Let me also say that the fight comes to Scarpetta’s door, in small and disturbing ways, long before the scene of the crime is left and the bodies recovered. And then things get even grimmer when Kay suddenly finds herself performing an autopsy in front of a virtual audience in a special unit erected for such a procedure, as she and another character are pulled into a certain ‘confidence’ that neither of them has welcomed into their lives.

Talking of which, I don’t want to say too much about this set of scenes and the chills they may invoke in some readers but I will say that they will probably affect and be present as a caution in Scarpetta’s life for at least another novel or two and, furthermore, those readers who have been with the character throughout her long fictional history will certainly appreciate where things are heading... once a certain set of previously ‘false information’ has ben revealed.

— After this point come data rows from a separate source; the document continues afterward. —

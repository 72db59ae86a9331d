use thiserror::Error;

/// Camera subsystem errors.
#[derive(Debug, Error)]
pub enum CameraError {
    #[error("invalid parameter: {0}")]
    InvalidParameter(String),

    #[error("device not found: {0}")]
    DeviceNotFound(String),

    #[error("failed to open device {index}: {reason}")]
    DeviceOpen { index: u32, reason: String },

    #[error("frame read failed: {0}")]
    Read(String),

    #[error("device release failed: {0}")]
    Release(String),

    #[error("device enumeration failed: {0}")]
    Enumeration(String),

    #[error("capture loop is already running")]
    AlreadyRunning,

    #[error("capture loop is closed")]
    Closed,

    #[error("failed to spawn capture thread: {0}")]
    Spawn(#[from] std::io::Error),
}

/// Convenience Result alias.
pub type Result<T> = std::result::Result<T, CameraError>;

#[cfg(test)]
mod tests {
    use super::*;

    #[test]
    fn device_open_message_names_the_index() {
        let err = CameraError::DeviceOpen {
            index: 3,
            reason: "busy".to_string(),
        };
        assert_eq!(err.to_string(), "failed to open device 3: busy");
    }

    #[test]
    fn spawn_error_converts_from_io_error() {
        let io = std::io::Error::other("no threads");
        let err: CameraError = io.into();
        assert!(matches!(err, CameraError::Spawn(_)));
        assert!(err.to_string().contains("no threads"));
    }
}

All of which leads ot a couple of nasty incidents based on high tech threats and the usual mix of piece by piece, clue by clue deductions that inevitably lead Scarpetta and her husband Benton to inadvertently put themselves in harms way at certain points in the narrative. There are also a few younger characters which, I think may have been seeded into the text a book or two ago, to also live on as future regulars in the series... or be cannon fodder, who knows because, with the level of future threat now uncovered for Scarpetta and her loved ones, the resolution of that particular problem may well seem a little light and miraculous if at least some characters the readers care about don’t die as part of that solution.

And there you have it... I don’t want to say much of anything else about Unnatural Death other than to assure lovers of the writer and her characters that this is yet another, top notch, addictive Scarpetta novel by one of the greatest living thriller writers. I absolutely loved this one.